“Connect your feet to your seat,” Romana Kryzanowska would often say. Not only was Romana one of Joseph Pilates’ most devoted pupils, she was also one of several ballet dancers who were introduced to him by the master choreographer, George Balanchine, whose own school was in the same building. Romana as well as many other dancers learned about the Pilates technique and how it helped and healed injuries, and as a result, Pilates quickly became accepted in the dance world. Countless hours are spent at the ballet barre, articulating and strengthening all parts of the body, especially the feet, and it was under the tutelage of Mr. Pilates that Romana deepened her knowledge about the feet’s relationship to the rest of the body.
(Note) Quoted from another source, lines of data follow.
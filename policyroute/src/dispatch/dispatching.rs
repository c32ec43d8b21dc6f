use crate::config::{BuildError, LinkedState, LoadError, SelectError};
use crate::dispatch::checker::HealthChecker;
use crate::dispatch::group::{GroupSpec, Member, Strategy};
use crate::dispatch::health::pretty_latency;
use crate::dispatch::rule::{CountryLookup, RuleBuilder, RuleMatch, RuleTable};
use crate::dispatch::ruleset::{RuleSetSource, RuleSetStore};
use crate::dispatch::{Action, ConnTarget, HealthTracker, NodePool, ProbeTransport, Registry};
use arc_swap::ArcSwap;
use futures::future::join_all;
use policyapi::{DecisionSchema, GroupSchema, MemberSchema, RuleSetSchema};
use std::sync::{Arc, Mutex};

/// Everything a reload supplies.
#[derive(Clone, Default)]
pub struct Profile {
    pub rule_sets: Vec<RuleSetSource>,
    pub groups: Vec<GroupSpec>,
    pub rules: Vec<String>,
    pub nodes: NodePool,
    pub geoip: Option<Arc<dyn CountryLookup>>,
}

/// One consistent version of rule sets, groups and rules.
pub struct Dispatching {
    store: RuleSetStore,
    registry: Registry,
    table: RuleTable,
    warnings: Vec<String>,
}

impl Dispatching {
    /// A malformed rule set only degrades to an empty one; anything else
    /// rejects the whole build.
    pub fn build(profile: &Profile, nodes: &NodePool) -> Result<Self, BuildError> {
        let mut warnings = vec![];
        let mut store = RuleSetStore::new();
        for source in &profile.rule_sets {
            if store.get(&source.name).is_some() {
                return Err(BuildError::DuplicateName(source.name.clone()));
            }
            if let (_, Some(e)) = store.load_or_empty(source) {
                warnings.push(format!("{}; treated as empty", e));
            }
        }
        let registry = Registry::build(profile.groups.clone(), nodes)?;
        let mut builder = RuleBuilder::new(&store, &registry, profile.geoip.clone());
        for r in &profile.rules {
            builder.append_literal(r)?;
        }
        let (table, rule_warnings) = builder.build()?;
        for w in &rule_warnings {
            tracing::warn!("{}", w);
        }
        warnings.extend(rule_warnings);
        Ok(Self {
            store,
            registry,
            table,
            warnings,
        })
    }

    pub fn registry(&self) -> &Registry {
        &self.registry
    }

    pub fn rule_sets(&self) -> &RuleSetStore {
        &self.store
    }

    pub fn table(&self) -> &RuleTable {
        &self.table
    }

    pub fn warnings(&self) -> &[String] {
        &self.warnings
    }
}

/// Full outcome of classifying one connection.
#[derive(Debug, Clone, PartialEq)]
pub struct Decision {
    pub action: Action,
    pub rule: String,
    pub rule_match: RuleMatch,
    pub group: String,
    pub chain: Vec<String>,
    /// Resolution found nothing usable and Direct was substituted.
    pub fallback: bool,
}

impl Decision {
    pub fn to_schema(&self, target: &ConnTarget) -> DecisionSchema {
        let (action, endpoint) = match &self.action {
            Action::Direct => ("DIRECT".to_string(), None),
            Action::Reject => ("REJECT".to_string(), None),
            Action::Dial(node) => (node.name().to_string(), Some(node.endpoint().to_string())),
        };
        DecisionSchema {
            target: target.to_string(),
            rule: self.rule.clone(),
            rule_index: match self.rule_match {
                RuleMatch::Index(i) => Some(i),
                RuleMatch::MatchAll => None,
            },
            group: self.group.clone(),
            chain: self.chain.clone(),
            action,
            endpoint,
            fallback: self.fallback,
        }
    }
}

/// Classification entry point shared by every connection.
///
/// Readers load the live [`Dispatching`] once per call; reloads build a new
/// one aside and swap it in only when it is complete.
pub struct Engine {
    live: ArcSwap<Dispatching>,
    nodes: ArcSwap<NodePool>,
    health: Arc<HealthTracker>,
    state: Option<Mutex<LinkedState>>,
    verbose: bool,
    // serializes writers; classification never takes it
    update_lock: Mutex<()>,
    checker: Mutex<Option<HealthChecker>>,
}
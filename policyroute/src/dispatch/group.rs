use crate::config::{BuildError, SelectError};
use crate::dispatch::proxy::RESERVED_NAMES;
use crate::dispatch::{Action, HealthTracker, Node, NodeFilter, NodePool};
use arc_swap::{ArcSwap, ArcSwapOption};
use std::collections::{HashMap, HashSet};
use std::fmt::{Display, Formatter};
use std::sync::Arc;
use std::time::Duration;

#[derive(Debug, Clone, Copy, PartialEq, Eq, Hash)]
pub enum Literal {
    Direct,
    Reject,
}

impl Literal {
    pub fn from_name(name: &str) -> Option<Self> {
        match name {
            "DIRECT" => Some(Literal::Direct),
            "REJECT" => Some(Literal::Reject),
            _ => None,
        }
    }

    pub fn action(self) -> Action {
        match self {
            Literal::Direct => Action::Direct,
            Literal::Reject => Action::Reject,
        }
    }

    pub fn name(self) -> &'static str {
        match self {
            Literal::Direct => RESERVED_NAMES[0],
            Literal::Reject => RESERVED_NAMES[1],
        }
    }
}

/// A member as written in a group declaration.
#[derive(Debug, Clone)]
pub enum MemberRef {
    /// A group, a literal action, or a node, resolved by name at build time
    Named(String),
    /// Every pooled node accepted by the filter
    Nodes(NodeFilter),
}

#[derive(Debug, Clone, PartialEq, Eq)]
pub struct AutoSettings {
    pub url: String,
    pub interval: Duration,
    pub tolerance: Duration,
}

#[derive(Debug, Clone, PartialEq, Eq)]
pub enum Strategy {
    Manual,
    LatencyAuto(AutoSettings),
}

impl Strategy {
    pub fn simple_description(&self) -> &'static str {
        match self {
            Strategy::Manual => "select",
            Strategy::LatencyAuto(_) => "url-test",
        }
    }
}

#[derive(Debug, Clone)]
pub struct GroupSpec {
    pub name: String,
    pub strategy: Strategy,
    pub members: Vec<MemberRef>,
}

/// A member after expansion against the node pool.
#[derive(Debug, Clone)]
pub enum Member {
    Group(String),
    Literal(Literal),
    Node(Arc<Node>),
}

impl Member {
    pub fn name(&self) -> &str {
        match self {
            Member::Group(g) => g.as_str(),
            Member::Literal(l) => l.name(),
            Member::Node(n) => n.name(),
        }
    }

    pub fn kind(&self) -> &str {
        match self {
            Member::Group(_) => "group",
            Member::Literal(Literal::Direct) => "direct",
            Member::Literal(Literal::Reject) => "reject",
            Member::Node(n) => n.endpoint().protocol.as_str(),
        }
    }
}

impl Display for Member {
    fn fmt(&self, f: &mut Formatter<'_>) -> std::fmt::Result {
        f.write_str(self.name())
    }
}

/// A named group. Members are replaced when the node pool changes, the
/// selection when a user (Manual) or the health tracker (LatencyAuto) picks.
#[derive(Debug)]
pub struct PolicyGroup {
    spec: GroupSpec,
    members: ArcSwap<Vec<Member>>,
    selection: ArcSwapOption<String>,
}

impl PolicyGroup {
    pub fn name(&self) -> &str {
        &self.spec.name
    }

    pub fn strategy(&self) -> &Strategy {
        &self.spec.strategy
    }

    pub fn members(&self) -> Arc<Vec<Member>> {
        self.members.load_full()
    }

    pub fn selection(&self) -> Option<String> {
        self.selection.load_full().map(|s| s.as_ref().clone())
    }

    fn find_member(&self, name: &str) -> Option<Member> {
        self.members.load().iter().find(|m| m.name() == name).cloned()
    }

    /// The member this group currently routes to.
    fn pick(&self, health: &HealthTracker) -> Option<Member> {
        let members = self.members.load();
        match &self.spec.strategy {
            Strategy::Manual => {
                if let Some(sel) = self.selection.load().as_ref() {
                    if let Some(m) = members.iter().find(|m| m.name() == sel.as_str()) {
                        return Some(m.clone());
                    }
                }
                members.first().cloned()
            }
            Strategy::LatencyAuto(auto) => {
                let candidates: Vec<Arc<Node>> = members
                    .iter()
                    .filter_map(|m| match m {
                        Member::Node(n) => Some(n.clone()),
                        _ => None,
                    })
                    .collect();
                let current = self.selection.load_full();
                match health.best(
                    &auto.url,
                    &candidates,
                    auto.tolerance,
                    current.as_deref().map(String::as_str),
                ) {
                    Some(node) => {
                        if current.as_deref().map(String::as_str) != Some(node.name()) {
                            tracing::info!("Group {} switched to {}", self.name(), node.name());
                            self.selection.store(Some(Arc::new(node.name().to_string())));
                        }
                        Some(Member::Node(node))
                    }
                    None => members
                        .iter()
                        .find(|m| !matches!(m, Member::Node(_)))
                        .cloned(),
                }
            }
        }
    }
}

/// Outcome of resolving a group: the action and the groups walked through.
#[derive(Debug, Clone, PartialEq)]
pub struct Resolution {
    pub action: Action,
    pub chain: Vec<String>,
}

#[derive(Clone, Copy, PartialEq, Eq)]
enum Mark {
    New,
    OnStack,
    Done,
}

/// Validated set of policy groups. The group graph is acyclic.
#[derive(Debug, Default)]
pub struct Registry {
    groups: HashMap<String, Arc<PolicyGroup>>,
    order: Vec<String>,
}

impl Registry {
    /// Declare every group first, then validate references and the group graph.
    pub fn build(specs: Vec<GroupSpec>, pool: &NodePool) -> Result<Registry, BuildError> {
        let mut declared: HashMap<String, usize> = HashMap::new();
        for (idx, spec) in specs.iter().enumerate() {
            if RESERVED_NAMES.contains(&spec.name.as_str()) {
                return Err(BuildError::ReservedName(spec.name.clone()));
            }
            if declared.insert(spec.name.clone(), idx).is_some() || pool.contains(&spec.name) {
                return Err(BuildError::DuplicateName(spec.name.clone()));
            }
        }

        let mut edges: Vec<Vec<usize>> = vec![vec![]; specs.len()];
        for (idx, spec) in specs.iter().enumerate() {
            for m in &spec.members {
                let MemberRef::Named(name) = m else {
                    continue;
                };
                if let Some(target) = declared.get(name.as_str()) {
                    edges[idx].push(*target);
                } else if Literal::from_name(name).is_none() && !pool.contains(name) {
                    return Err(BuildError::UnknownMember {
                        group: spec.name.clone(),
                        member: name.clone(),
                    });
                }
            }
        }

        let mut marks = vec![Mark::New; specs.len()];
        let mut stack = vec![];
        for idx in 0..specs.len() {
            if marks[idx] == Mark::New {
                if let Some(cycle) = find_cycle(idx, &edges, &mut marks, &mut stack) {
                    return Err(BuildError::Cycle {
                        path: cycle.into_iter().map(|i| specs[i].name.clone()).collect(),
                    });
                }
            }
        }

        let mut registry = Registry::default();
        for spec in specs {
            let members = expand_members(&spec, pool, &declared);
            if members.is_empty() {
                tracing::warn!("Group {} has no members", spec.name);
            }
            registry.order.push(spec.name.clone());
            registry.groups.insert(
                spec.name.clone(),
                Arc::new(PolicyGroup {
                    members: ArcSwap::from_pointee(members),
                    selection: ArcSwapOption::empty(),
                    spec,
                }),
            );
        }
        Ok(registry)
    }

    pub fn get(&self, name: &str) -> Option<&Arc<PolicyGroup>> {
        self.groups.get(name)
    }

    pub fn contains(&self, name: &str) -> bool {
        self.groups.contains_key(name)
    }

    pub fn len(&self) -> usize {
        self.groups.len()
    }

    pub fn is_empty(&self) -> bool {
        self.groups.is_empty()
    }

    /// Groups in declaration order.
    pub fn iter(&self) -> impl Iterator<Item = &Arc<PolicyGroup>> {
        self.order.iter().filter_map(|n| self.groups.get(n))
    }

    /// Follow selections from `name` down to an action. `None` when no
    /// member is usable.
    pub fn resolve(&self, name: &str, health: &HealthTracker) -> Option<Resolution> {
        let mut chain = vec![];
        let mut current = name.to_string();
        loop {
            if let Some(lit) = Literal::from_name(&current) {
                return Some(Resolution {
                    action: lit.action(),
                    chain,
                });
            }
            let group = self.groups.get(&current)?;
            chain.push(current);
            if chain.len() > self.groups.len() {
                tracing::error!("Group resolution loops: {}", chain.join(" -> "));
                return None;
            }
            match group.pick(health)? {
                Member::Group(next) => current = next,
                Member::Literal(lit) => {
                    return Some(Resolution {
                        action: lit.action(),
                        chain,
                    })
                }
                Member::Node(node) => {
                    return Some(Resolution {
                        action: Action::Dial(node),
                        chain,
                    })
                }
            }
        }
    }

    /// Takes effect for every following resolution.
    pub fn select_member(&self, group: &str, member: &str) -> Result<(), SelectError> {
        let g = self
            .groups
            .get(group)
            .ok_or_else(|| SelectError::UnknownGroup(group.to_string()))?;
        if let Strategy::LatencyAuto(_) = g.spec.strategy {
            return Err(SelectError::NotSelectable(group.to_string()));
        }
        let m = g
            .find_member(member)
            .ok_or_else(|| SelectError::UnknownMember {
                group: group.to_string(),
                member: member.to_string(),
            })?;
        g.selection.store(Some(Arc::new(m.name().to_string())));
        Ok(())
    }

    /// Selections worth persisting: user choices on Manual groups.
    pub fn manual_selections(&self) -> HashMap<String, String> {
        self.iter()
            .filter(|g| g.spec.strategy == Strategy::Manual)
            .filter_map(|g| g.selection().map(|s| (g.name().to_string(), s)))
            .collect()
    }

    /// Reapply selections to Manual groups; entries naming missing groups or
    /// members, or automatic groups, are dropped.
    pub fn restore_selections(&self, selections: &HashMap<String, String>) {
        for (group, member) in selections {
            let found = self
                .groups
                .get(group)
                .filter(|g| g.spec.strategy == Strategy::Manual)
                .and_then(|g| Some((g, g.find_member(member)?)));
            match found {
                Some((g, m)) => g.selection.store(Some(Arc::new(m.name().to_string()))),
                None => tracing::debug!("Dropped stale selection {} -> {}", group, member),
            }
        }
    }

    /// A node may not share its name with a group.
    pub fn check_node_names(&self, pool: &NodePool) -> Result<(), BuildError> {
        match pool.iter().find(|n| self.groups.contains_key(n.name())) {
            Some(n) => Err(BuildError::DuplicateName(n.name().to_string())),
            None => Ok(()),
        }
    }

    /// Re-expand every group against a new node pool.
    pub fn apply_node_pool(&self, pool: &NodePool) {
        let declared: HashMap<String, usize> = self
            .order
            .iter()
            .enumerate()
            .map(|(i, n)| (n.clone(), i))
            .collect();
        for g in self.iter() {
            let members = expand_members(&g.spec, pool, &declared);
            if members.is_empty() {
                tracing::warn!("Group {} has no members after node update", g.name());
            }
            g.members.store(Arc::new(members));
        }
    }
}

// DFS from `idx`; on hitting a node already on the stack, returns the path
// from that node to itself.
fn find_cycle(
    idx: usize,
    edges: &[Vec<usize>],
    marks: &mut [Mark],
    stack: &mut Vec<usize>,
) -> Option<Vec<usize>> {
    marks[idx] = Mark::OnStack;
    stack.push(idx);
    for &next in &edges[idx] {
        match marks[next] {
            Mark::OnStack => {
                let start = stack.iter().position(|i| *i == next).unwrap_or(0);
                let mut path = stack[start..].to_vec();
                path.push(next);
                return Some(path);
            }
            Mark::New => {
                if let Some(path) = find_cycle(next, edges, marks, stack) {
                    return Some(path);
                }
            }
            Mark::Done => {}
        }
    }
    stack.pop();
    marks[idx] = Mark::Done;
    None
}

fn expand_members(
    spec: &GroupSpec,
    pool: &NodePool,
    groups: &HashMap<String, usize>,
) -> Vec<Member> {
    let mut expanded = vec![];
    for m in &spec.members {
        match m {
            MemberRef::Named(name) => {
                if groups.contains_key(name.as_str()) {
                    expanded.push(Member::Group(name.clone()));
                } else if let Some(lit) = Literal::from_name(name) {
                    expanded.push(Member::Literal(lit));
                } else if let Some(node) = pool.get(name) {
                    expanded.push(Member::Node(node.clone()));
                } else {
                    tracing::warn!("Node {} of group {} is gone", name, spec.name);
                }
            }
            MemberRef::Nodes(filter) => {
                expanded.extend(pool.filter(filter).into_iter().map(Member::Node))
            }
        }
    }
    // the same member listed twice keeps its last position
    let mut last = HashMap::new();
    for (idx, m) in expanded.iter().enumerate() {
        last.insert(m.name().to_string(), idx);
    }
    let mut seen = HashSet::new();
    expanded
        .into_iter()
        .enumerate()
        .filter(|(idx, m)| last.get(m.name()) == Some(idx) && seen.insert(m.name().to_string()))
        .map(|(_, m)| m)
        .collect()
}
I, too have a history with the feet, though not as dignified as ballet. Two weeks after my birth, my mother watched in disbelief as I dug my heels into the bassinet’s mattress and flipped myself over and landed on my back —I’ve always considered that my first athletic move. But when I six years old, my mother took me to the family doctor for a check-up, and he said my feet were flat, weak and that I needed corrective shoes. Destined to be physically fit, I dismissed his opinion, and followed my own athletic dreams — from high school all-around competitive gymnastics to a near twenty-year professional dance career. By the time I was introduced to the Pilates method, my feet had pushed, pressed, propelled, gripped, balanced, and articulated —quite an accomplishment for a pair of condemned feet.
Romana’s mastery of the Pilates method inspired me to emulate her, and though my feet still have their challenges, I use the knowledge and guidance she imparted, and infuse them into my own teaching. The concepts and principles of the Pilates method has a strong and balanced foundation, and it is the feet that begin the body’s journey.